La stratégie nationale de développement 2020-2030 est bâtie autour de la transformation structurelle de l’économie camerounaise. Sa réalisation passe, entre autres, par la politique de l’import-substitution, qui vise le remplacement progressif des biens importés par les produits de l’industrie locale, la réduction des volumes d’importation des produits de grande consommation et la priorité accordée au développement de la production locale.
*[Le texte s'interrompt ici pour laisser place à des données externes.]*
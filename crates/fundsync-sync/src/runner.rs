use std::future::Future;
use std::sync::Arc;

use anyhow::{Context, Result};
use chrono::{DateTime, Utc};
use fundsync_adapters::FundraisingPlatform;
use fundsync_storage::{Gateway, Shutdown, Store};
use serde::Serialize;
use tokio::sync::Mutex;
use tokio_cron_scheduler::{Job, JobScheduler};
use tracing::{debug, error, info, info_span, Instrument};
use uuid::Uuid;

use crate::config::SyncConfig;
use crate::error::CycleError;
use crate::matcher::{MatchStats, Matcher};
use crate::results::{ResultStats, Synchronizer};
use crate::scheduler::{DiscoveryStats, Scheduler};
use crate::stats::{DiffEngine, DiffStats};
use crate::throttle::ThrottledPlatform;

/// How one cycle invocation ended when it did not fail.
#[derive(Debug, Clone, PartialEq, Eq)]
pub enum CycleOutcome<T> {
    Completed(T),
    /// Shutdown interrupted the cycle. Not a failure.
    Aborted,
    /// Another cycle of the same kind was still running.
    Skipped,
}

#[derive(Debug, Clone, PartialEq, Eq, Serialize)]
pub struct PlatformSyncSummary {
    pub run_id: Uuid,
    pub started_at: DateTime<Utc>,
    pub finished_at: DateTime<Utc>,
    pub selected: usize,
    pub discovery: DiscoveryStats,
    pub results: ResultStats,
}

#[derive(Debug, Clone, PartialEq, Eq, Serialize)]
pub struct ReconciliationSummary {
    pub run_id: Uuid,
    pub started_at: DateTime<Utc>,
    pub finished_at: DateTime<Utc>,
    pub matching: MatchStats,
    pub stats: DiffStats,
}

/// Owns the gateway and shutdown signal shared by both pipelines, and makes
/// sure at most one cycle of each kind runs at a time.
pub struct CycleRunner {
    config: SyncConfig,
    store: Arc<dyn Store>,
    platform: Arc<dyn FundraisingPlatform>,
    gateway: Arc<Gateway>,
    shutdown: Shutdown,
    sync_lock: Mutex<()>,
    reconcile_lock: Mutex<()>,
}

impl CycleRunner {
    pub fn new(
        config: SyncConfig,
        store: Arc<dyn Store>,
        platform: Arc<dyn FundraisingPlatform>,
    ) -> Self {
        let gateway = Arc::new(Gateway::new(config.rate_limit));
        Self {
            config,
            store,
            platform,
            gateway,
            shutdown: Shutdown::new(),
            sync_lock: Mutex::new(()),
            reconcile_lock: Mutex::new(()),
        }
    }

    /// Aborts any pending gateway wait; later cycles end as `Aborted`.
    pub fn shutdown(&self) {
        info!("shutdown requested");
        self.shutdown.trigger();
    }

    pub fn is_shut_down(&self) -> bool {
        self.shutdown.is_triggered()
    }

    fn throttled(&self) -> ThrottledPlatform {
        ThrottledPlatform::new(
            self.platform.clone(),
            self.gateway.clone(),
            self.shutdown.signal(),
        )
    }

    pub async fn run_platform_sync_cycle(
        &self,
    ) -> Result<CycleOutcome<PlatformSyncSummary>, CycleError> {
        let Ok(_guard) = self.sync_lock.try_lock() else {
            debug!("platform sync already running");
            return Ok(CycleOutcome::Skipped);
        };
        let run_id = Uuid::new_v4();
        let span = info_span!("platform_sync", %run_id, platform = self.platform.name());
        settle(self.platform_sync(run_id).instrument(span).await)
    }

    pub async fn run_reconciliation_cycle(
        &self,
    ) -> Result<CycleOutcome<ReconciliationSummary>, CycleError> {
        let Ok(_guard) = self.reconcile_lock.try_lock() else {
            debug!("reconciliation already running");
            return Ok(CycleOutcome::Skipped);
        };
        let run_id = Uuid::new_v4();
        let span = info_span!("reconciliation", %run_id);
        settle(self.reconcile(run_id).instrument(span).await)
    }

    async fn platform_sync(&self, run_id: Uuid) -> Result<PlatformSyncSummary, CycleError> {
        if self.is_shut_down() {
            return Err(CycleError::Aborted);
        }
        let started_at = Utc::now();
        let platform = self.throttled();
        let stale_before = self.config.stale_before(started_at)?;

        let (plan, discovery) = Scheduler::new(self.store.as_ref(), &platform)
            .plan(self.config.results_batch, stale_before)
            .await?;
        let results = Synchronizer::new(self.store.as_ref(), &platform)
            .sync(&plan, Utc::now())
            .await?;

        let summary = PlatformSyncSummary {
            run_id,
            started_at,
            finished_at: Utc::now(),
            selected: plan.batch.len(),
            discovery,
            results,
        };
        info!(
            selected = summary.selected,
            events = discovery.events,
            discovered = discovery.pages_inserted,
            fetched = results.fetched,
            excluded = results.excluded,
            "platform sync complete"
        );
        Ok(summary)
    }

    async fn reconcile(&self, run_id: Uuid) -> Result<ReconciliationSummary, CycleError> {
        if self.is_shut_down() {
            return Err(CycleError::Aborted);
        }
        let started_at = Utc::now();
        let platform = self.throttled();

        let matching = Matcher::new(self.store.as_ref(), &platform, self.config.default_charity_id)
            .run()
            .await?;
        let stats = DiffEngine::new(self.store.as_ref()).run().await?;

        let summary = ReconciliationSummary {
            run_id,
            started_at,
            finished_at: Utc::now(),
            matching,
            stats,
        };
        info!(
            contacts = matching.contacts,
            matched = matching.matched,
            masters = matching.masters_created,
            details = stats.details_created,
            "reconciliation complete"
        );
        Ok(summary)
    }

    /// Schedules both pipelines on the configured interval. The returned
    /// scheduler is already started; call `shutdown` on it to stop.
    pub async fn start_heartbeat(self: &Arc<Self>) -> Result<JobScheduler> {
        let sched = JobScheduler::new().await.context("creating scheduler")?;
        let interval = self.config.heartbeat_interval;

        let runner = Arc::clone(self);
        let sync_job = Job::new_repeated_async(interval, move |_uuid, _l| {
            let runner = runner.clone();
            Box::pin(async move {
                report("platform sync", runner.run_platform_sync_cycle().await);
            })
        })
        .context("creating platform sync job")?;
        sched.add(sync_job).await.context("adding platform sync job")?;

        let runner = Arc::clone(self);
        let reconcile_job = Job::new_repeated_async(interval, move |_uuid, _l| {
            let runner = runner.clone();
            Box::pin(async move {
                report("reconciliation", runner.run_reconciliation_cycle().await);
            })
        })
        .context("creating reconciliation job")?;
        sched
            .add(reconcile_job)
            .await
            .context("adding reconciliation job")?;

        sched.start().await.context("starting scheduler")?;
        info!(interval_secs = interval.as_secs(), "heartbeat started");
        Ok(sched)
    }

    /// Runs the heartbeat until `stop` resolves, then aborts pending gateway
    /// waits and stops the scheduler.
    pub async fn run_until<F>(self: &Arc<Self>, stop: F) -> Result<()>
    where
        F: Future<Output = Result<()>>,
    {
        let mut sched = self.start_heartbeat().await?;
        let stopped = stop.await;
        self.shutdown();
        sched.shutdown().await.context("stopping scheduler")?;
        info!("heartbeat stopped");
        stopped
    }
}

fn settle<T>(result: Result<T, CycleError>) -> Result<CycleOutcome<T>, CycleError> {
    match result {
        Ok(summary) => Ok(CycleOutcome::Completed(summary)),
        Err(CycleError::Aborted) => {
            info!("cycle stopped by shutdown");
            Ok(CycleOutcome::Aborted)
        }
        Err(err) => Err(err),
    }
}

fn report<T>(pipeline: &'static str, outcome: Result<CycleOutcome<T>, CycleError>) {
    match outcome {
        Ok(CycleOutcome::Completed(_)) | Ok(CycleOutcome::Aborted) => {}
        Ok(CycleOutcome::Skipped) => debug!(pipeline, "previous cycle still running"),
        Err(err) => error!(pipeline, error = %err, transient = err.is_transient(), "cycle failed"),
    }
}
Une politique appropriée, aux objectifs ambitieux
Par cette orientation, le Cameroun entend mieux produire, créer le maximum de valeur ajoutée locale, élargir et diversifier le tissu économique, pour réduire le déficit de la balance commerciale et améliorer le bien-être des populations. Le Cameroun aspire ainsi à faire partie du monde des leaders, qui ne laisse la moindre place aux Etats inefficaces, noyés dans le cercle vicieux d’exportation des produits non élaborés à bas prix, d’importation des produits à forte valeur ajoutée et chers, d’importation de la pauvreté et d’exportation des richesses.
Revue des choix effectués et de leur mise en œuvre
Dans ce papier, nous entendons interroger les performances du Cameroun en termes de production et d’exportation, mais aussi de réduction des importations, pour suggérer quelques ajustements. Loin de vouloir proposer des recettes toutes faites sur les instruments de politique, notre seule ambition est de passer en revue les choix effectués et d’inciter les différents acteurs à se concerter pour créer des instruments qui répondent le mieux aux besoins du Cameroun. L’argumentation que nous comptons développer s’appuie à la fois sur la littérature économique et sur les données statistiques, convaincu que sans statistiques, il n’y a pas de visibilité, sans visibilité, on ne peut nullement hiérarchiser les priorités. Une politique économique basée sur des faits a des ingrédients nécessaires pour faire avancer la société. Pour mettre en œuvre la politique d’import-substitution, le gouvernement avait élaboré en juillet 2020 un plan de soutien (de 183 milliards) à la production et à la transformation des produits de grande consommation pour la période 2021-2023, avec pour principaux produits cibles : le riz, le maïs, le mil/sorgho, le soja, le blé, le poisson et le lait. Depuis l’année 2021, les dotations budgétaires des principaux ministères de production ont été revues à la hausse. Ces efforts se sont poursuivis en 2022 avec d’importantes subventions accordées à certaines structures étatiques. Les objectifs du plan de soutien en 2023 en termes de volume de production comprenaient, entre autres, la collecte de 252 000 tonnes de lait, la production de 420 000 tonnes de maïs, de 407 000 tonnes de riz et de 242 520 tonnes de poissons. Pour 2024, les objectifs sont moins ambitieux qu’en 2023. Parallèlement, le gouvernement a pris des mesures incitatives et/ou compensatrices qui accordent des facilités fiscales et douanières aux acteurs.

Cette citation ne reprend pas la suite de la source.